Association between p62, autophagy status, and glypican 3 (GPC3) expression in HCC cell lines and normal hepatocytes. (A) A panel of HCC cell lines and primary human hepatocytes (PHH) immunostained for p62. Scale bars = 20 μm. (B) Relative optical density (OD) of p62 immunostaining per representative view field. The results are expressed as the mean ± standard deviation (SD). ***P < 0.001. For each cell line 10 view fields were quantified. (C) Representative Western blot of whole cell extracts for p62 and loading control. (D) The images of DQ-Red BSA uptake and processing in autophagy-deficient (Huh-7, Huh-7PX, and Huh-7.5) and an autophagy-competent (HLE) HCC cell lines ± Torin1 treatment (200 nM).
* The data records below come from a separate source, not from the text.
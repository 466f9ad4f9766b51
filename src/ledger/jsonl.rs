//! Newline-delimited JSON ledger backend
//!
//! One `LedgerRecord` per line, append-only, fsync'd per append. Existing
//! records are replayed into memory on open, so reads never touch the file.

use std::collections::HashMap;
use std::fs::{File, OpenOptions};
use std::io::{BufRead, BufReader, Write};
use std::path::{Path, PathBuf};

use parking_lot::Mutex;
use parking_lot::RwLock;

use super::{fold_run, summarize, ExecutionLedger, LedgerRecord, RunEvent};
use crate::error::StrandError;
use crate::run::{RunFilter, RunId, RunSummary, WorkflowRun};

/// File-backed ledger for durable local runs.
#[derive(Debug)]
pub struct JsonlLedger {
    path: PathBuf,
    file: Mutex<File>,
    index: RwLock<HashMap<RunId, Vec<RunEvent>>>,
}

impl JsonlLedger {
    /// Open (or create) a ledger file and replay its records.
    pub fn open(path: impl AsRef<Path>) -> Result<Self, StrandError> {
        let path = path.as_ref().to_path_buf();
        let mut index: HashMap<RunId, Vec<RunEvent>> = HashMap::new();

        if path.exists() {
            let reader = BufReader::new(File::open(&path)?);
            for line in reader.lines() {
                let line = line?;
                if line.trim().is_empty() {
                    continue;
                }
                let record: LedgerRecord = serde_json::from_str(&line)
                    .map_err(|e| StrandError::Ledger(format!("corrupt ledger line: {e}")))?;
                let events = index.entry(record.run_id).or_default();
                // A failed rollback after an interrupted append can leave a
                // repeated record; replay keeps the first copy per sequence
                // number.
                if (record.seq as usize) < events.len() {
                    continue;
                }
                events.push(record.event);
            }
        }

        let file = OpenOptions::new().create(true).append(true).open(&path)?;

        Ok(Self {
            path,
            file: Mutex::new(file),
            index: RwLock::new(index),
        })
    }

    pub fn path(&self) -> &Path {
        &self.path
    }
}

impl ExecutionLedger for JsonlLedger {
    fn append(&self, run_id: RunId, event: RunEvent) -> Result<u64, StrandError> {
        // File lock taken for the whole append keeps the write atomic
        // relative to other runs' appends.
        let mut file = self.file.lock();
        let seq = {
            let index = self.index.read();
            index.get(&run_id).map(|e| e.len() as u64).unwrap_or(0)
        };
        let record = LedgerRecord {
            seq,
            run_id,
            event: event.clone(),
        };
        let line = serde_json::to_string(&record)?;

        // The record is committed once written and synced. On failure the
        // partial line is truncated away so a reopen does not replay a
        // transition the caller was told never happened.
        let committed_len = file.metadata()?.len();
        if let Err(e) = writeln!(file, "{line}").and_then(|()| file.sync_data()) {
            let _ = file.set_len(committed_len);
            return Err(e.into());
        }

        self.index.write().entry(run_id).or_default().push(event);
        Ok(seq)
    }

    fn read_run(&self, run_id: RunId) -> Result<WorkflowRun, StrandError> {
        let index = self.index.read();
        let events = index.get(&run_id).ok_or(StrandError::NotFound { run_id })?;
        fold_run(run_id, events).ok_or(StrandError::NotFound { run_id })
    }

    fn list_runs(&self, filter: &RunFilter) -> Result<Vec<RunSummary>, StrandError> {
        let index = self.index.read();
        let mut summaries: Vec<RunSummary> = index
            .iter()
            .filter_map(|(&run_id, events)| summarize(run_id, events))
            .filter(|s| filter.matches(s))
            .collect();
        summaries.sort_by(|a, b| b.submitted_at.cmp(&a.submitted_at));
        Ok(summaries)
    }
}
Scale bars = 20 μm. (E) Representative Western blot analysis of p62 degradation after Torin1 treatment in autophagy-deficient (Huh-7, Huh-7PX, and Huh-7.5) and an autophagy-competent (HLE) HCC cell lines. (F) GPC3 and glypican 1 (GPC1) immunostaining in autophagy-deficient (Huh-7, Huh-7PX, and Huh-7.5) and an autophagy-competent (HLE) HCC cell lines. Scale bars = 20 μm. (G) Relative OD of GPC3 and GPC1 immunostaining per representative view field. Data indicate mean ± SD. ***P < 0.001. (H) Representative Western blot analysis showing the expression of GPC3 and GPC1 in autophagy-deficient (Huh-7, Huh-7PX, and Huh-7.5) and an autophagy-competent (HLE) HCC cell lines. The data are resulted in three independent experiments.